_Prompt_.
With the string "constants" as the filter, copy each matching line from the records.

*** Exercise input ***

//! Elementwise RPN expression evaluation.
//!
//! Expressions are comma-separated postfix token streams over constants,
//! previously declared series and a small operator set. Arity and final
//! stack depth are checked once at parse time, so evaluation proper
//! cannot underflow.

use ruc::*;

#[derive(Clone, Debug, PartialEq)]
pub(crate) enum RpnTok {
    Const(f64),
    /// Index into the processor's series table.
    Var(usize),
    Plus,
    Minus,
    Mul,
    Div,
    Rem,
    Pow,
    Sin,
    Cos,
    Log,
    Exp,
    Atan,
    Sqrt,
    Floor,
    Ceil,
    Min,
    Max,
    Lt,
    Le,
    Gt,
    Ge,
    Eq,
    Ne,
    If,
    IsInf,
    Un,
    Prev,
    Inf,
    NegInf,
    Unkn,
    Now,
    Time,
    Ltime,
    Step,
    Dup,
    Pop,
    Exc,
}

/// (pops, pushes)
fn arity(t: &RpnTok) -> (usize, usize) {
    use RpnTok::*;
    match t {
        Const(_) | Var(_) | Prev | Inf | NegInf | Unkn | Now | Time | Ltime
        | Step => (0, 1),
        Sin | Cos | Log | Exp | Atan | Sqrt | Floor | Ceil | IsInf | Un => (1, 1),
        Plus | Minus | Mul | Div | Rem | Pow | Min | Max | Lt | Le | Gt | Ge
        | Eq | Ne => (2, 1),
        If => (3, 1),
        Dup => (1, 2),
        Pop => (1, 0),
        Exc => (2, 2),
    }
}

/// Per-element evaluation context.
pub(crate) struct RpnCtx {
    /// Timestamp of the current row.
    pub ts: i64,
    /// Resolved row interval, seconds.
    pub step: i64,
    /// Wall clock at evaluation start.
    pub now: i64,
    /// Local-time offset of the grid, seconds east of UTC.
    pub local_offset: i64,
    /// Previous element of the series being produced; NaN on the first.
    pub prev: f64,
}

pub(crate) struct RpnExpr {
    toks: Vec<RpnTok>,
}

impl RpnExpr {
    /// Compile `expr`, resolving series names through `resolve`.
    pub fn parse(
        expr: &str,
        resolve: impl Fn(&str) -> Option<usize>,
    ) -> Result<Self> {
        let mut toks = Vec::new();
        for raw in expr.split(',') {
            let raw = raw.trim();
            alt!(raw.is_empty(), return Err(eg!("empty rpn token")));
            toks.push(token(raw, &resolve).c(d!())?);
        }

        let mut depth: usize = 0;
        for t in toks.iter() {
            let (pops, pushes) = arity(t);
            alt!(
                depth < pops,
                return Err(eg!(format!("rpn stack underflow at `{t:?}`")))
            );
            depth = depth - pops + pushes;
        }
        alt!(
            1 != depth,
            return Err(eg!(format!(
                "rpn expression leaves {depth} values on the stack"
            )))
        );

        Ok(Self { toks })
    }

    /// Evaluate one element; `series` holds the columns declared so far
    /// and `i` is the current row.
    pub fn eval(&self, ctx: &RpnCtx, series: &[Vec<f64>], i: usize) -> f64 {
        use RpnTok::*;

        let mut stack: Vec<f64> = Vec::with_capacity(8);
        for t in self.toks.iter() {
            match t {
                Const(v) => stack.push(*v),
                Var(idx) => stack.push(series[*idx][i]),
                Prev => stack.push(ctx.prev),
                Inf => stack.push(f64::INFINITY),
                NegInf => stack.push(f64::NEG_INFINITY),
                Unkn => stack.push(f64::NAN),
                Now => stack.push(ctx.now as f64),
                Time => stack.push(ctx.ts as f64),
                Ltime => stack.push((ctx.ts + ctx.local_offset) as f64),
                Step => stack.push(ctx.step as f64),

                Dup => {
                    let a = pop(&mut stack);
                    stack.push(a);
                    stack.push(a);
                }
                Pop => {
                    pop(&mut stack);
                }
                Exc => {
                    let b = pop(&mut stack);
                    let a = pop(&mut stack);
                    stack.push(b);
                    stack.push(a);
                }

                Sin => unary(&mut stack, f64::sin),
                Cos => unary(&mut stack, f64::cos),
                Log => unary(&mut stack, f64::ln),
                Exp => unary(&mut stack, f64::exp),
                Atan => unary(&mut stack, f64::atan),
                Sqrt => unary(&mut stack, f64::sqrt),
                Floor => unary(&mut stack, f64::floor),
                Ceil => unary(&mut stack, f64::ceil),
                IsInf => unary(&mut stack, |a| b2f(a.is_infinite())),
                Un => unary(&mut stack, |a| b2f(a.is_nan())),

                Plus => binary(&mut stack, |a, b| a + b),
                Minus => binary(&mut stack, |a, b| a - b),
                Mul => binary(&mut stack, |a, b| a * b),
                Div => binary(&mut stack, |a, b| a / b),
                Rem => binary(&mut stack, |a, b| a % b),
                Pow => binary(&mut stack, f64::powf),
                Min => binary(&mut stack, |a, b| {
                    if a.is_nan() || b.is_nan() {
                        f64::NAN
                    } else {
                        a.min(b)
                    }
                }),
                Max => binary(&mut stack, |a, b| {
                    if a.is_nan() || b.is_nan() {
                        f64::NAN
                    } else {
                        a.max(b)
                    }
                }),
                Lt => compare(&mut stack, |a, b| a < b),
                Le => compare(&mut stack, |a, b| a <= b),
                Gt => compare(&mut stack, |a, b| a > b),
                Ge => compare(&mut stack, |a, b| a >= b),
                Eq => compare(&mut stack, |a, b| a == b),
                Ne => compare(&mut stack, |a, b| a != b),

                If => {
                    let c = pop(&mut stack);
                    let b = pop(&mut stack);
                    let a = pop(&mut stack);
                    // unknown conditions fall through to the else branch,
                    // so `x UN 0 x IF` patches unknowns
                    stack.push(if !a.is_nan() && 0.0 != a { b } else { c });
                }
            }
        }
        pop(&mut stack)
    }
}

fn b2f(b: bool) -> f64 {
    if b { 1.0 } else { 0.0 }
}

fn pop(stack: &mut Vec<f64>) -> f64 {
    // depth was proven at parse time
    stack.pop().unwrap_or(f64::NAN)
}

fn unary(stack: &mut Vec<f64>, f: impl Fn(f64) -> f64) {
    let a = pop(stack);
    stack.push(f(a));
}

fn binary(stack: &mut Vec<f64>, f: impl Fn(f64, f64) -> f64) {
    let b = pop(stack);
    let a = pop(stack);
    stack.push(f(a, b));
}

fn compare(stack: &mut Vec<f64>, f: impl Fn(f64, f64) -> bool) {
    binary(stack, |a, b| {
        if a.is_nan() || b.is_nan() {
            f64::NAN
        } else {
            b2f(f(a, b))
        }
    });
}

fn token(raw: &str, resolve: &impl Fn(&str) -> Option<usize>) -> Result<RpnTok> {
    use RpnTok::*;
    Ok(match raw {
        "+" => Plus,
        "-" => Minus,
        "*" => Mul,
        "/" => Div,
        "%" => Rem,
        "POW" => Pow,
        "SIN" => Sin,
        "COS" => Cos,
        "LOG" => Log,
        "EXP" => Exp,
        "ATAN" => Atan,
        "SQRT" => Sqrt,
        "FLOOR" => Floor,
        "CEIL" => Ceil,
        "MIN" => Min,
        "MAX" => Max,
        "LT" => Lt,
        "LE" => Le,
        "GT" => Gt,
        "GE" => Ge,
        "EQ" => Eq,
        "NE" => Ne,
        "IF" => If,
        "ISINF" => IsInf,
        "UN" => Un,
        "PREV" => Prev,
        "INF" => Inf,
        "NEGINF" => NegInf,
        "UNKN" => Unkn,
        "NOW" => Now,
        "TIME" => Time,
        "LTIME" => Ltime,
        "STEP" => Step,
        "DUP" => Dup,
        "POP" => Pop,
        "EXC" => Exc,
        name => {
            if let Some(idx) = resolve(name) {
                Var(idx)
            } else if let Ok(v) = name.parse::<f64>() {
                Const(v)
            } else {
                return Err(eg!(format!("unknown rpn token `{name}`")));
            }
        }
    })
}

*** End of Exercise input ***
*** Exercise input ***

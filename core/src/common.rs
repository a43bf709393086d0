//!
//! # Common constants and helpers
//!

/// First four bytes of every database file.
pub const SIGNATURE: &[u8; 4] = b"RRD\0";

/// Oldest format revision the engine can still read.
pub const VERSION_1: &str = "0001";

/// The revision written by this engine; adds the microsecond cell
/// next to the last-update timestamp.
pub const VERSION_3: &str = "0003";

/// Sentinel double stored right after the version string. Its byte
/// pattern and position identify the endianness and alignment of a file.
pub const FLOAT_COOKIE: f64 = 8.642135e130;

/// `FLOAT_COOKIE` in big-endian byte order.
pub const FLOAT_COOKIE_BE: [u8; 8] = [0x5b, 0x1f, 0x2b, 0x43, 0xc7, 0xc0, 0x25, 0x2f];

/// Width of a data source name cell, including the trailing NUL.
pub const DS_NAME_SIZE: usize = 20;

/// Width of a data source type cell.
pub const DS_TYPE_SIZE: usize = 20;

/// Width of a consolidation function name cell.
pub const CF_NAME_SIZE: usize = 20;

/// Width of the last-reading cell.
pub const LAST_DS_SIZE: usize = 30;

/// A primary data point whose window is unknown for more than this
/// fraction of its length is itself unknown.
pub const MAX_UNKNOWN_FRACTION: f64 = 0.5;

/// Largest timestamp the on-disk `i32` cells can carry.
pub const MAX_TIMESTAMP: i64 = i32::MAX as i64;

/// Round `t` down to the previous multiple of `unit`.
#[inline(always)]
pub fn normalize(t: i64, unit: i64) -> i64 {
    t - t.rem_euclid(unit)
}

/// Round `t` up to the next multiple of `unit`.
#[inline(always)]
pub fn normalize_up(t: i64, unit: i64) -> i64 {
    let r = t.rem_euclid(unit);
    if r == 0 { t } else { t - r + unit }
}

*** End of Exercise input ***
*** Exercise input ***

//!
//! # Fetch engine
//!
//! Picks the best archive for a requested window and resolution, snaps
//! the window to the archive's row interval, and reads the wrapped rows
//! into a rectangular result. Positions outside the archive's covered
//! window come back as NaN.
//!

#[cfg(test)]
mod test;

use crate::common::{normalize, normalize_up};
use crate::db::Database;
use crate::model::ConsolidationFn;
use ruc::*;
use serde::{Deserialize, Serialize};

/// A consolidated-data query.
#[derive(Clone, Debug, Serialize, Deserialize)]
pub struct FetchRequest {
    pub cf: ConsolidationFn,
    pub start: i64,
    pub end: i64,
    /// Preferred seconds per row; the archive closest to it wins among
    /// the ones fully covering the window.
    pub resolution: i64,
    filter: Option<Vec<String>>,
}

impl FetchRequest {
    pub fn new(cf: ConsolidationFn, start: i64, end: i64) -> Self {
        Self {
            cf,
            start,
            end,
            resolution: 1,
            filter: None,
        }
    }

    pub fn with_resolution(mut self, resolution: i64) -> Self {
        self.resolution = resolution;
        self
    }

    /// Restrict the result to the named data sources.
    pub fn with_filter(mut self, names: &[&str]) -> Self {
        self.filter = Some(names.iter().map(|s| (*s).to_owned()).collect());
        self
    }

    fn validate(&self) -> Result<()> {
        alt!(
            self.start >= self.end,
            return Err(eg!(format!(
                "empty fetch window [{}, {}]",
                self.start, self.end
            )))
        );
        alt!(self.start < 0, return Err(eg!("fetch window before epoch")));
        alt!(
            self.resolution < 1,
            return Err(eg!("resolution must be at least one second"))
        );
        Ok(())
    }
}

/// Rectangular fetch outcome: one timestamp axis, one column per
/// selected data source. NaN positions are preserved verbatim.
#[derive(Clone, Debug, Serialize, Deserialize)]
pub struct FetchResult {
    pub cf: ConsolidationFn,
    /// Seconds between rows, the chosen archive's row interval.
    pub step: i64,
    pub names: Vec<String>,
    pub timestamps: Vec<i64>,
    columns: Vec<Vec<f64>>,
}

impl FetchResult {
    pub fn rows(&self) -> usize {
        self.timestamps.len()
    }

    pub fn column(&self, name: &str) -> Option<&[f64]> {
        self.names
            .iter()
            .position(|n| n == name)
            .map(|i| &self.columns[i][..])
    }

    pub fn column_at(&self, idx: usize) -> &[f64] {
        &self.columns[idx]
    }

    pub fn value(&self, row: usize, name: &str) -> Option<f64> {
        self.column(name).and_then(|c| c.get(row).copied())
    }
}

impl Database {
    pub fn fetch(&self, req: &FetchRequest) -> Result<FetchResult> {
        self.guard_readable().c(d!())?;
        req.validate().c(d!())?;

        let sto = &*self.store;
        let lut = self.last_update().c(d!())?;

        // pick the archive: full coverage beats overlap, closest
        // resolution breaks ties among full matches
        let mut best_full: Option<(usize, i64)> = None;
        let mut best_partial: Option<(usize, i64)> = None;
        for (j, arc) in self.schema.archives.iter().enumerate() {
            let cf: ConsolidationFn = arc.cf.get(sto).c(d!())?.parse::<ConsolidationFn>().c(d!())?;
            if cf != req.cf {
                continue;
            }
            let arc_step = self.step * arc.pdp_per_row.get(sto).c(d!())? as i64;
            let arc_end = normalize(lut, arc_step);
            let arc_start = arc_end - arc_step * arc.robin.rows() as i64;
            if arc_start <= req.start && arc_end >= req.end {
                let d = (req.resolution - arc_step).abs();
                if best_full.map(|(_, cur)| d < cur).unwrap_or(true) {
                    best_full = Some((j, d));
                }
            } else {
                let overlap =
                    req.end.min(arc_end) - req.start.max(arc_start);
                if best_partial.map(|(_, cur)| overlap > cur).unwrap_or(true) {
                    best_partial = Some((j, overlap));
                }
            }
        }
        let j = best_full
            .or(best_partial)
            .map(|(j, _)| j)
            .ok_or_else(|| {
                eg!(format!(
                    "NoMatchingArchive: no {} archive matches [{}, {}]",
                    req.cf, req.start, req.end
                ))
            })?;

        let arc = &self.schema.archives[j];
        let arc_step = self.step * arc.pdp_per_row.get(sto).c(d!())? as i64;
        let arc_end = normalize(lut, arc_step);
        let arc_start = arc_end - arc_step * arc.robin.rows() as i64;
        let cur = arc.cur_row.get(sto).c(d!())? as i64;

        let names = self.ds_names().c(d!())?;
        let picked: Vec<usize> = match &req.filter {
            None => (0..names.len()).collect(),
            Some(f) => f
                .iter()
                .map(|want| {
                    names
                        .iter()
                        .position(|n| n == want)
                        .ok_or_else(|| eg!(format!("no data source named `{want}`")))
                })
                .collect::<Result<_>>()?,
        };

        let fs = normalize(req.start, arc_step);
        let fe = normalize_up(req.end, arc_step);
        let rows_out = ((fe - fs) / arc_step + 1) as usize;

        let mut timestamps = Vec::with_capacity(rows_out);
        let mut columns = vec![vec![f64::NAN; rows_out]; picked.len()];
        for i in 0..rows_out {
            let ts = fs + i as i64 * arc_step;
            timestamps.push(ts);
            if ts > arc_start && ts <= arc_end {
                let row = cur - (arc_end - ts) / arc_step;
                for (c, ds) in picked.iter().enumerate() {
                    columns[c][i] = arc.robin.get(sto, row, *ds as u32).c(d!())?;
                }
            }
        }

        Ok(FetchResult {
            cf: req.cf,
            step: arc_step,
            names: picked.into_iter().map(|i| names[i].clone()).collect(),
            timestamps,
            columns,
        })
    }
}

*** End of Exercise input ***

_Solution below_.
//! Expressions are comma-separated postfix token streams over constants,
//! # Common constants and helpers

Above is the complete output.